I tempi per l’esame delle domande di asilo sono stati compressi: la procedura dovrà essere completata entro quattro settimane ed è stato anche dimezzato l’attuale termine di sette giorni per i ricorsi.
Con questo primo gruppo di migranti che sbarcherà tra poche ore a Shengjin diventano, dunque, operativi i due centri per il rimpatrio dei migranti che, sebbene allocati in Albania (paese al di fuori della Unione Europe) sono a tutti gli effetti territorio italiano.
Colpisce il numero esiguo di migranti che in queste ore sono diretti a Shengjin. Va precisato che essi facevano parte di un gruppo più numeroso che si trovava su due imbarcazioni partite dalla Libia e tratte in salvo qualche giorno fa in acque internazionali, ma in zona SAR italiana, da due motovedette della Guardia costiera.
In quella occasione, donne, minori e persone vulnerabili sono stati portati a Lampedusa mentre i restanti sedici (definiti “uomini non vulnerabili”) sono stati trasferiti a bordo della “ Libra” che era in attesa al largo di Lampedusa.
Non tutti i migranti soccorsi dalle navi italiane potranno, in ogni caso, essere trasferiti in Albania. Si prevede il trasferimento per i soli maschi adulti provenienti da Paesi considerati “sicuri” ossia quegli Stati dove, secondo l’Italia, vige un ordinamento democratico e dove sono rispettati i diritti umani. Le richieste di protezione internazionale provenienti da cittadini di questi Paesi saranno esaminati più velocemente e più difficilmente saranno accettate dal momento che l’Italia li ritiene, appunto, “sicuri”.

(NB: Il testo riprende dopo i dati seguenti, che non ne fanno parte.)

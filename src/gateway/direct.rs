//! DirectWriter - the write path that persists to the store.

use std::sync::Arc;

use super::Writer;
use crate::client::{Client, ClientId, ClientPatch};
use crate::error::GatewayError;
use crate::store::ClientRepository;

/// Persists writes straight to the store.
pub struct DirectWriter {
    repository: Arc<ClientRepository>,
}

impl DirectWriter {
    pub fn new(repository: Arc<ClientRepository>) -> Self {
        Self { repository }
    }
}

impl Writer for DirectWriter {
    fn name(&self) -> &'static str {
        "direct"
    }

    fn create_client(&self, client: Client) -> Result<Client, GatewayError> {
        self.repository.insert(&client)
    }

    /// Merge-update, then read back so the caller sees the stored state.
    fn update_client(&self, id: &ClientId, patch: &ClientPatch) -> Result<Client, GatewayError> {
        self.repository.apply_patch(id, patch)?;
        self.repository.get(id)
    }
}
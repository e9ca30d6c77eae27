//! Direct write path: writes land in the store.

use client_gateway::{ClientId, ClientPatch, GatewayError, StoreError};

use crate::support::{ana, bob, Harness};

#[test]
fn create_then_get_returns_same_record() {
    let h = Harness::direct();

    let created = h.gateway.create_client(ana()).unwrap();
    assert_eq!(created, ana());

    let loaded = h.gateway.get_client(&ana().id).unwrap();
    assert_eq!(loaded, ana());
}

#[test]
fn create_never_publishes() {
    let h = Harness::direct();
    h.gateway.create_client(ana()).unwrap();

    assert!(h.queue.is_empty());
    assert_eq!(h.queue.pending_len(), 0);
}

#[test]
fn duplicate_create_is_insertion_failed() {
    let h = Harness::direct();
    h.gateway.create_client(ana()).unwrap();

    let err = h.gateway.create_client(ana()).unwrap_err();
    assert!(matches!(err, GatewayError::InsertionFailed(_)));
}

#[test]
fn create_with_store_down_is_insertion_failed() {
    let h = Harness::direct();
    h.store.set_offline(true);

    let err = h.gateway.create_client(ana()).unwrap_err();
    assert!(matches!(err, GatewayError::InsertionFailed(_)));
}

#[test]
fn partial_update_merges_instead_of_replacing() {
    let h = Harness::direct();
    h.gateway.create_client(ana()).unwrap();

    let updated = h
        .gateway
        .update_client(&ana().id, &ClientPatch::new().email("ana@y.com"))
        .unwrap();

    assert_eq!(updated.email, "ana@y.com");
    assert_eq!(updated.name, "Ana");
    assert_eq!(updated.location, "NY");
    assert_eq!(updated.phone_number, 555);
    assert_eq!(h.gateway.get_client(&ana().id).unwrap(), updated);
}

#[test]
fn update_only_touches_its_record() {
    let h = Harness::direct();
    h.gateway.create_client(ana()).unwrap();
    h.gateway.create_client(bob()).unwrap();

    h.gateway
        .update_client(&ana().id, &ClientPatch::new().location("LA"))
        .unwrap();

    assert_eq!(h.gateway.get_client(&bob().id).unwrap(), bob());
}

#[test]
fn update_of_unknown_id_is_not_found_and_creates_nothing() {
    let h = Harness::direct();

    let err = h
        .gateway
        .update_client(&ClientId::new("ghost"), &ClientPatch::new().name("Casper"))
        .unwrap_err();

    assert_eq!(err, GatewayError::NotFound(ClientId::new("ghost")));
    assert_eq!(h.store.count("clients"), 0);
}

#[test]
fn update_with_store_down_is_insertion_failed() {
    let h = Harness::direct();
    h.gateway.create_client(ana()).unwrap();
    h.store
        .inject_fault(StoreError::Timeout("update exceeded deadline".into()));

    let err = h
        .gateway
        .update_client(&ana().id, &ClientPatch::new().name("Anna"))
        .unwrap_err();
    assert!(matches!(err, GatewayError::InsertionFailed(_)));
}

#[test]
fn empty_update_returns_current_record() {
    let h = Harness::direct();
    h.gateway.create_client(ana()).unwrap();

    let updated = h
        .gateway
        .update_client(&ana().id, &ClientPatch::new())
        .unwrap();

    assert_eq!(updated, ana());
    assert_eq!(h.store.stats().updates, 0);
}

Alcune associazioni umanitarie hanno, però, contestato questa lista – allargata dal governo italiano pochi mesi fa fino a comprendere 21 Paesi (Algeria, Bosnia-Erzegovina, Capo Verde, Costa d’Avorio, Gambia, Georgia, Ghana, Kosovo, Macedonia del Nord, Marocco, Montenegro, Nigeria, Senegal, Serbia, Tunisia, Bangladesh, Sri Lanka, Camerun, Egitto, Colombia e Perù) – poichè non in tutti sarebbe garantito l’esercizio dei diritti umani. La contestazione risulta essere stata accolta dalla Corte di Giustizia Europea che, lo scorso 4 ottobre, ha stabilito con sentenza che la valutazione di “Paese sicuro” deve estendersi a tutte le sue parti, tenendosi conto del fatto che esistono Paesi che l’Italia ha definito “sicuri” in cui, specificamente in determinate zone o territori, le persone vengono discriminate sulla base del loro orientamento sessuale e/o religioso. Per l’Italia, che applica il concetto di “sicurezza parziale”, sono sicuri anche Paesi come Tunisia, Egitto e Bangladesh in cui lo stesso governo italiano riconosce che condizioni di sicurezza non ci sono per omosessuali e transessuali o per gli oppositori politici. Per la Corte europea, invece, la nozione di Paese sicuro deve estendersi alla totalità della popolazione. E non solo a una parte di essa. A rigore, dunque, il solo Paese sicuro, tra quelli riconosciuti dall’Italia, sarebbe Capo Verde. Non sono sicuri, invece, tutti gli stati africani da cui partono i migranti diretti verso l’Italia.